The gaming company, operates the Resorts World Sentosa Casino Complex in Singapore, announced Tuesday that its Japan units were placed under members' voluntary dissolution and liquidation. This included a wholly-owned subsidiary called Genting International Japan Co Ltd.
Seven other indirect Japanese wholly-owned subsidiaries are also being closed, including units in Yokohama or Osaka. According to information previously provided by Genting Singapore, these companies were supposed to engage in investment holding, leisure and hospitality services and related businesses.
According to the casino operator, "The members' voluntary dissolution and liquidation of the subsidiaries is not expected to have any material impact on the consolidated net tangible assets and earnings per share of the group for the financial year ending 31 December 2021."
Genting Singapore stated in early 2020 that it would concentrate its efforts and resources on Yokohama port. The company was one of two qualified bidders for the development of a casino resort there.
However, Takeharu Yamanaka was elected mayor of Yokohama in September. He stated that Japan would abolish the office that was assigned to promote the casino initiative. This was an office that was previously supported by Fumiko Hayashi.
Yamanaka stated that the city would repeal its IR policy and take the necessary steps to eliminate the IR initiatives it has taken in recent years.

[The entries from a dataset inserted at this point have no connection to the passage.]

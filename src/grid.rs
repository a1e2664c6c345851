//! Feedback grid owned by the UI side.
//!
//! A `Grid` is a fixed R×C matrix of cells. Each cell holds an optional letter
//! and the judgment the puzzle gave it. Rows are attempts and only matter as
//! repeated evidence; columns are absolute letter positions.

use std::fmt;
use thiserror::Error;

pub const DEFAULT_ROWS: usize = 6;
pub const DEFAULT_COLS: usize = 5;

/// Per-letter feedback from the puzzle.
#[derive(Debug, Clone, Copy, PartialEq, Eq, Hash, Default)]
pub enum Judgment {
    /// Letter is not in the word (gray)
    #[default]
    Absent,
    /// Letter is in the word but not here (yellow)
    Misplaced,
    /// Letter is in the word at exactly this position (green)
    Correct,
}

impl Judgment {
    /// Parse a feedback character (g=green, y=yellow, x/b/.=gray), case-insensitive.
    #[must_use]
    pub fn from_char(c: char) -> Option<Self> {
        match c.to_ascii_lowercase() {
            'g' => Some(Judgment::Correct),
            'y' => Some(Judgment::Misplaced),
            'x' | 'b' | '.' => Some(Judgment::Absent),
            _ => None,
        }
    }

    #[must_use]
    pub fn to_char(self) -> char {
        match self {
            Judgment::Correct => 'G',
            Judgment::Misplaced => 'Y',
            Judgment::Absent => 'X',
        }
    }

    /// The judgment a cell moves to when the user cycles it.
    #[must_use]
    pub fn next(self) -> Self {
        match self {
            Judgment::Absent => Judgment::Misplaced,
            Judgment::Misplaced => Judgment::Correct,
            Judgment::Correct => Judgment::Absent,
        }
    }
}

#[derive(Debug, Clone, Copy, PartialEq, Eq, Default)]
pub struct Cell {
    pub letter: Option<char>,
    pub judgment: Judgment,
}

impl Cell {
    #[must_use]
    pub fn is_empty(&self) -> bool {
        self.letter.is_none()
    }
}

#[derive(Debug, Clone, PartialEq, Eq, Error)]
pub enum GridError {
    #[error("grid must have at least one row and one column, got {rows}x{cols}")]
    InvalidDimensions { rows: usize, cols: usize },
    #[error("cell ({row}, {col}) is outside the grid")]
    OutOfBounds { row: usize, col: usize },
    #[error("invalid letter {0:?}: expected a single letter A-Z")]
    InvalidLetter(String),
    #[error("invalid feedback character {0:?}: expected G, Y or X")]
    InvalidFeedback(char),
    #[error("expected {expected} characters, got {actual}")]
    LengthMismatch { expected: usize, actual: usize },
    #[error("every row is already filled")]
    Full,
}

/// Row-major matrix of cells with dimensions fixed at construction.
#[derive(Debug, Clone, PartialEq, Eq)]
pub struct Grid {
    rows: usize,
    cols: usize,
    cells: Vec<Cell>,
}

impl Default for Grid {
    fn default() -> Self {
        Self {
            rows: DEFAULT_ROWS,
            cols: DEFAULT_COLS,
            cells: vec![Cell::default(); DEFAULT_ROWS * DEFAULT_COLS],
        }
    }
}

impl Grid {
    /// Create an empty grid.
    ///
    /// # Errors
    /// Returns `GridError::InvalidDimensions` if either dimension is zero.
    pub fn new(rows: usize, cols: usize) -> Result<Self, GridError> {
        if rows == 0 || cols == 0 {
            return Err(GridError::InvalidDimensions { rows, cols });
        }
        Ok(Self {
            rows,
            cols,
            cells: vec![Cell::default(); rows * cols],
        })
    }

    #[must_use]
    pub fn rows(&self) -> usize {
        self.rows
    }

    #[must_use]
    pub fn cols(&self) -> usize {
        self.cols
    }

    fn index(&self, row: usize, col: usize) -> Result<usize, GridError> {
        if row >= self.rows || col >= self.cols {
            return Err(GridError::OutOfBounds { row, col });
        }
        Ok(row * self.cols + col)
    }

    /// # Errors
    /// Returns `GridError::OutOfBounds` for coordinates outside the grid.
    pub fn cell(&self, row: usize, col: usize) -> Result<&Cell, GridError> {
        let idx = self.index(row, col)?;
        Ok(&self.cells[idx])
    }

    /// Cells of one row, left to right.
    ///
    /// # Errors
    /// Returns `GridError::OutOfBounds` if `row` is past the last row.
    pub fn row(&self, row: usize) -> Result<&[Cell], GridError> {
        if row >= self.rows {
            return Err(GridError::OutOfBounds { row, col: 0 });
        }
        let start = row * self.cols;
        Ok(&self.cells[start..start + self.cols])
    }

    /// Place a letter in a cell, keeping its current judgment.
    ///
    /// # Errors
    /// Returns `GridError::InvalidLetter` unless `letter` is one ASCII letter,
    /// or `GridError::OutOfBounds` for a bad position.
    pub fn set_letter(&mut self, row: usize, col: usize, letter: char) -> Result<(), GridError> {
        let idx = self.index(row, col)?;
        if !letter.is_ascii_alphabetic() {
            return Err(GridError::InvalidLetter(letter.to_string()));
        }
        self.cells[idx].letter = Some(letter.to_ascii_uppercase());
        Ok(())
    }

    /// # Errors
    /// Returns `GridError::OutOfBounds` for a bad position.
    pub fn clear_letter(&mut self, row: usize, col: usize) -> Result<(), GridError> {
        let idx = self.index(row, col)?;
        self.cells[idx].letter = None;
        Ok(())
    }

    /// # Errors
    /// Returns `GridError::OutOfBounds` for a bad position.
    pub fn set_judgment(
        &mut self,
        row: usize,
        col: usize,
        judgment: Judgment,
    ) -> Result<(), GridError> {
        let idx = self.index(row, col)?;
        self.cells[idx].judgment = judgment;
        Ok(())
    }

    /// Advance a cell to the next judgment and return it.
    ///
    /// # Errors
    /// Returns `GridError::OutOfBounds` for a bad position.
    pub fn cycle_judgment(&mut self, row: usize, col: usize) -> Result<Judgment, GridError> {
        let idx = self.index(row, col)?;
        let next = self.cells[idx].judgment.next();
        self.cells[idx].judgment = next;
        Ok(next)
    }

    /// Fill a whole row from a guess and its feedback string (e.g. `"CRANE"`, `"XYGXX"`).
    ///
    /// The row is left untouched if anything fails validation.
    ///
    /// # Errors
    /// Returns `GridError::LengthMismatch` when either string does not match the
    /// column count, `GridError::InvalidLetter`/`GridError::InvalidFeedback` for
    /// bad characters, or `GridError::OutOfBounds` for a bad row.
    pub fn set_row(&mut self, row: usize, guess: &str, feedback: &str) -> Result<(), GridError> {
        if row >= self.rows {
            return Err(GridError::OutOfBounds { row, col: 0 });
        }
        let letters: Vec<char> = guess.chars().collect();
        let marks: Vec<char> = feedback.chars().collect();
        for len in [letters.len(), marks.len()] {
            if len != self.cols {
                return Err(GridError::LengthMismatch {
                    expected: self.cols,
                    actual: len,
                });
            }
        }

        let mut new_cells = Vec::with_capacity(self.cols);
        for (&letter, &mark) in letters.iter().zip(&marks) {
            if !letter.is_ascii_alphabetic() {
                return Err(GridError::InvalidLetter(letter.to_string()));
            }
            let judgment = Judgment::from_char(mark).ok_or(GridError::InvalidFeedback(mark))?;
            new_cells.push(Cell {
                letter: Some(letter.to_ascii_uppercase()),
                judgment,
            });
        }

        let start = row * self.cols;
        self.cells[start..start + self.cols].copy_from_slice(&new_cells);
        Ok(())
    }

    /// # Errors
    /// Returns `GridError::OutOfBounds` if `row` is past the last row.
    pub fn clear_row(&mut self, row: usize) -> Result<(), GridError> {
        if row >= self.rows {
            return Err(GridError::OutOfBounds { row, col: 0 });
        }
        let start = row * self.cols;
        self.cells[start..start + self.cols].fill(Cell::default());
        Ok(())
    }

    pub fn clear(&mut self) {
        self.cells.fill(Cell::default());
    }

    /// First row without any letters, if one is left.
    #[must_use]
    pub fn next_empty_row(&self) -> Option<usize> {
        self.cells
            .chunks(self.cols)
            .position(|row| row.iter().all(Cell::is_empty))
    }

    #[must_use]
    pub fn is_empty(&self) -> bool {
        self.cells.iter().all(Cell::is_empty)
    }

    /// Every non-empty cell as `(column, letter, judgment)`, row by row.
    pub fn filled_cells(&self) -> impl Iterator<Item = (usize, char, Judgment)> + '_ {
        self.cells.iter().enumerate().filter_map(move |(i, cell)| {
            cell.letter
                .map(|letter| (i % self.cols, letter, cell.judgment))
        })
    }
}

impl fmt::Display for Grid {
    /// One line per row: letters, a space, then judgments. Empty cells show as `_`.
    fn fmt(&self, f: &mut fmt::Formatter<'_>) -> fmt::Result {
        for (i, row) in self.cells.chunks(self.cols).enumerate() {
            if i > 0 {
                writeln!(f)?;
            }
            let letters: String = row.iter().map(|c| c.letter.unwrap_or('_')).collect();
            let marks: String = row
                .iter()
                .map(|c| if c.is_empty() { '_' } else { c.judgment.to_char() })
                .collect();
            write!(f, "{letters} {marks}")?;
        }
        Ok(())
    }
}
use crate::debug_log;
use crate::grid::{Grid, Judgment};
use std::collections::BTreeSet;

/// What a single column of a candidate word may hold.
#[derive(Debug, Clone, PartialEq, Eq, Default)]
pub enum PositionClass {
    #[default]
    Any,
    /// Only this letter (from a `Correct` cell).
    Exact(char),
    /// Any letter except these (from `Misplaced` cells in this column).
    Excluding(BTreeSet<char>),
}

/// Constraints derived from one grid snapshot.
///
/// Letters are stored upper-cased; matching is ASCII case-insensitive.
#[derive(Debug, Clone, PartialEq, Eq, Default)]
pub struct Constraints {
    positions: Vec<PositionClass>,
    required: BTreeSet<char>,
    absent: BTreeSet<char>,
}

impl Constraints {
    /// Constraints that accept every word.
    #[must_use]
    pub fn unconstrained() -> Self {
        Self::default()
    }

    /// Compile a grid into constraints. `None` means no feedback yet.
    #[must_use]
    pub fn compile(grid: Option<&Grid>) -> Self {
        let Some(grid) = grid else {
            return Self::unconstrained();
        };

        let mut exact: Vec<Option<char>> = vec![None; grid.cols()];
        let mut misplaced: Vec<BTreeSet<char>> = vec![BTreeSet::new(); grid.cols()];
        let mut absent = BTreeSet::new();

        for (col, letter, judgment) in grid.filled_cells() {
            let letter = letter.to_ascii_uppercase();
            match judgment {
                Judgment::Absent => {
                    absent.insert(letter);
                }
                Judgment::Misplaced => {
                    misplaced[col].insert(letter);
                }
                // Later rows overwrite earlier ones.
                Judgment::Correct => exact[col] = Some(letter),
            }
        }

        // A misplaced letter is known to be in the word, wherever its column.
        let required: BTreeSet<char> = misplaced.iter().flatten().copied().collect();

        let positions = exact
            .into_iter()
            .zip(misplaced)
            .map(|(exact, excluded)| match exact {
                Some(c) => PositionClass::Exact(c),
                None if !excluded.is_empty() => PositionClass::Excluding(excluded),
                None => PositionClass::Any,
            })
            .collect();

        let constraints = Self {
            positions,
            required,
            absent,
        };
        debug_log!("compiled constraints: {constraints:?}");
        constraints
    }

    #[must_use]
    pub fn positions(&self) -> &[PositionClass] {
        &self.positions
    }

    /// Letters that must appear somewhere in the word.
    #[must_use]
    pub fn required(&self) -> &BTreeSet<char> {
        &self.required
    }

    /// Letters that must not appear anywhere in the word.
    #[must_use]
    pub fn absent(&self) -> &BTreeSet<char> {
        &self.absent
    }

    #[must_use]
    pub fn is_unconstrained(&self) -> bool {
        self.required.is_empty()
            && self.absent.is_empty()
            && self.positions.iter().all(|p| *p == PositionClass::Any)
    }

    /// Whether `word` survives all four checks.
    ///
    /// The checks are independent and all must pass, so a letter marked
    /// `Absent` in one row still rejects every word even if another row marks
    /// it `Correct` or `Misplaced`.
    #[must_use]
    pub fn matches(&self, word: &str) -> bool {
        let letters: Vec<char> = word.chars().map(|c| c.to_ascii_uppercase()).collect();
        self.matches_exact(&letters)
            && self.contains_required(&letters)
            && self.avoids_absent(&letters)
            && self.matches_excluded(&letters)
    }

    fn matches_exact(&self, letters: &[char]) -> bool {
        self.positions.iter().enumerate().all(|(i, class)| match class {
            PositionClass::Exact(c) => letters.get(i) == Some(c),
            _ => true,
        })
    }

    fn contains_required(&self, letters: &[char]) -> bool {
        self.required.iter().all(|c| letters.contains(c))
    }

    fn avoids_absent(&self, letters: &[char]) -> bool {
        !letters.iter().any(|c| self.absent.contains(c))
    }

    fn matches_excluded(&self, letters: &[char]) -> bool {
        self.positions.iter().enumerate().all(|(i, class)| match class {
            PositionClass::Excluding(set) => letters.get(i).is_some_and(|c| !set.contains(c)),
            _ => true,
        })
    }
}

/// Keep the words consistent with `grid`, in their original order.
///
/// Without a grid every word is kept.
#[must_use]
pub fn filter(words: &[String], grid: Option<&Grid>) -> Vec<String> {
    let constraints = Constraints::compile(grid);
    if constraints.is_unconstrained() {
        return words.to_vec();
    }
    let filtered: Vec<String> = words
        .iter()
        .filter(|w| constraints.matches(w))
        .cloned()
        .collect();
    debug_log!("filter: {} -> {} words", words.len(), filtered.len());
    filtered
}
use std::sync::atomic::Ordering;
use std::sync::Arc;

use anyhow::Result;
use tracing::info;
use tracing_subscriber::EnvFilter;

use seonoc_common::Config;
use seonoc_monitor::{
    AvailabilityWorker, DigestWorker, ExpirationWorker, OptimizationReminderWorker,
    UnmonitoredReminderWorker,
};
use seonoc_store::{indexes, StoreClient};

mod actor;
mod error;
mod routes;
mod state;

use state::NocCore;

#[tokio::main]
async fn main() -> Result<()> {
    tracing_subscriber::fmt()
        .with_env_filter(EnvFilter::from_default_env().add_directive("seonoc=info".parse()?))
        .init();

    let config = Config::from_env();
    config.log_redacted();

    let store = StoreClient::connect(&config.mongo_uri, &config.db_name).await?;
    indexes::ensure_indexes(&store).await?;

    let core = Arc::new(NocCore::new(config.clone(), store.clone()));

    let seeded = core.templates.seed_defaults().await?;
    if seeded > 0 {
        info!(seeded, "Seeded default notification templates");
    }

    // Long-lived workers, all reading the shared running flag.
    let handles = vec![
        AvailabilityWorker::new(
            store.clone(),
            core.router.clone(),
            core.throttle.clone(),
            core.running.clone(),
        )
        .spawn(),
        ExpirationWorker::new(
            store.clone(),
            core.router.clone(),
            core.throttle.clone(),
            core.running.clone(),
        )
        .spawn(),
        UnmonitoredReminderWorker::new(
            store.clone(),
            core.router.clone(),
            core.throttle.clone(),
            core.running.clone(),
        )
        .spawn(),
        OptimizationReminderWorker::new(store.clone(), core.router.clone(), core.running.clone())
            .spawn(),
        DigestWorker::new(store.clone(), core.router.clone(), core.running.clone()).spawn(),
    ];

    let app = routes::router(core.clone());
    let addr = format!("{}:{}", core.config.web_host, core.config.web_port);
    let listener = tokio::net::TcpListener::bind(&addr).await?;
    info!(addr = %addr, "seonoc API listening");

    let running = core.running.clone();
    axum::serve(listener, app)
        .with_graceful_shutdown(async move {
            let _ = tokio::signal::ctrl_c().await;
            info!("Shutdown signal received");
            running.store(false, Ordering::Relaxed);
        })
        .await?;

    // Workers exit at the top of their next iteration.
    for handle in handles {
        let _ = handle.await;
    }
    info!("Shutdown complete");
    Ok(())
}
use std::sync::Arc;

use axum::extract::{Path, State};
use axum::Json;
use chrono::{DateTime, Utc};
use serde::Deserialize;
use serde_json::{json, Value};
use uuid::Uuid;

use seonoc_common::types::{
    AssetDomain, AuditSeverity, DomainStatus, LifecycleStatus, MonitoringInterval, PingStatus,
};
use seonoc_common::NocError;
use seonoc_ledger::record_audit;

use crate::actor::Actor;
use crate::error::ApiResult;
use crate::state::NocCore;

#[derive(Deserialize)]
pub struct CreateDomainBody {
    pub domain_name: String,
    pub brand_id: String,
    #[serde(default)]
    pub category_id: Option<String>,
    #[serde(default)]
    pub registrar_id: Option<String>,
    #[serde(default)]
    pub expiration_date: Option<DateTime<Utc>>,
    #[serde(default)]
    pub auto_renew: bool,
    #[serde(default)]
    pub monitoring_enabled: bool,
    #[serde(default)]
    pub monitoring_interval: Option<MonitoringInterval>,
}

pub async fn create(
    State(core): State<Arc<NocCore>>,
    actor: Actor,
    Json(body): Json<CreateDomainBody>,
) -> ApiResult<Json<Value>> {
    let name = body.domain_name.trim().to_lowercase();
    if name.is_empty() || !name.contains('.') {
        return Err(NocError::validation("a valid domain name is required").into());
    }
    if core.store.domains().find_by_name(&name).await?.is_some() {
        return Err(NocError::Conflict(format!("domain {name} already exists")).into());
    }
    core.store
        .brands()
        .find_by_id(&body.brand_id)
        .await?
        .ok_or_else(|| NocError::not_found(format!("brand {}", body.brand_id)))?;

    let now = Utc::now();
    let domain = AssetDomain {
        id: Uuid::new_v4().to_string(),
        domain_name: name,
        brand_id: body.brand_id,
        category_id: body.category_id,
        registrar_id: body.registrar_id,
        status: DomainStatus::Active,
        expiration_date: body.expiration_date,
        auto_renew: body.auto_renew,
        monitoring_enabled: body.monitoring_enabled,
        monitoring_interval: body.monitoring_interval.unwrap_or(MonitoringInterval::Hourly),
        ping_status: PingStatus::Unknown,
        last_http_code: None,
        last_checked_at: None,
        soft_block_type: None,
        domain_lifecycle_status: LifecycleStatus::Active,
        quarantine_category: None,
        quarantined_by: None,
        quarantined_at: None,
        released_by: None,
        released_at: None,
        created_at: now,
        updated_at: now,
    };
    core.store.domains().insert(&domain).await?;
    record_audit(
        &core.store,
        "domain_created",
        &actor.actor.email,
        &format!("asset_domain:{}", domain.id),
        &format!("registered {}", domain.domain_name),
        AuditSeverity::Info,
        true,
    )
    .await;
    Ok(Json(serde_json::to_value(domain).map_err(anyhow::Error::from)?))
}

pub async fn list(State(core): State<Arc<NocCore>>, _actor: Actor) -> ApiResult<Json<Value>> {
    // Monitoring dashboard listing; filtering happens client-side.
    let monitored = core.store.domains().find_monitored().await?;
    let total = core.store.domains().count().await?;
    Ok(Json(json!({ "total": total, "monitored": monitored })))
}

#[derive(Deserialize)]
pub struct MonitoringBody {
    pub enabled: bool,
}

pub async fn set_monitoring(
    State(core): State<Arc<NocCore>>,
    actor: Actor,
    Path(id): Path<String>,
    Json(body): Json<MonitoringBody>,
) -> ApiResult<Json<Value>> {
    core.store
        .domains()
        .find_by_id(&id)
        .await?
        .ok_or_else(|| NocError::not_found(format!("domain {id}")))?;
    core.store.domains().set_monitoring(&id, body.enabled).await?;
    record_audit(
        &core.store,
        "settings_change",
        &actor.actor.email,
        &format!("asset_domain:{id}"),
        &format!("monitoring_enabled = {}", body.enabled),
        AuditSeverity::Info,
        true,
    )
    .await;
    Ok(Json(json!({ "monitoring_enabled": body.enabled })))
}

/// Domains referenced by any structure entry cannot be deleted.
pub async fn remove(
    State(core): State<Arc<NocCore>>,
    actor: Actor,
    Path(id): Path<String>,
) -> ApiResult<Json<Value>> {
    let domain = core
        .store
        .domains()
        .find_by_id(&id)
        .await?
        .ok_or_else(|| NocError::not_found(format!("domain {id}")))?;
    if core.store.entries().domain_in_use(&id).await? {
        return Err(NocError::Conflict(format!(
            "domain {} is referenced by SEO structure entries",
            domain.domain_name
        ))
        .into());
    }
    core.store.domains().delete(&id).await?;
    record_audit(
        &core.store,
        "domain_deleted",
        &actor.actor.email,
        &format!("asset_domain:{id}"),
        &format!("deleted {}", domain.domain_name),
        AuditSeverity::Warning,
        true,
    )
    .await;
    Ok(Json(json!({ "status": "deleted" })))
}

Genting reported a net profit after taxes of $45 million for the third quarter of 2021. This is an increase of 13.1% from the previous quarter. According to the company's highlights of its third-quarter performance, the result was 11.5% higher than a year ago.
This profit increase was achieved despite a 9.2% quarter-on-quarter decline in revenue. Gaming revenue for the three months ending September 30 was SGD194.7 million ($143.7 million), a decrease of 13.9% in sequential terms and 8.6% from the previous-year period.
Genting reported third-quarter adjusted earnings before interest taxation depreciation or amortization (EBITDA) of SGD102.5 million ($75.67 million), a decrease of 30.7% over the previous quarter. This was also a decrease of 31.2% year-on-year.
According to the company, its adjusted EBITDA for this reporting period was affected by "a series of enhanced safe management steps taken to reduce the increase in new [COVID-19] community cases" in Singapore.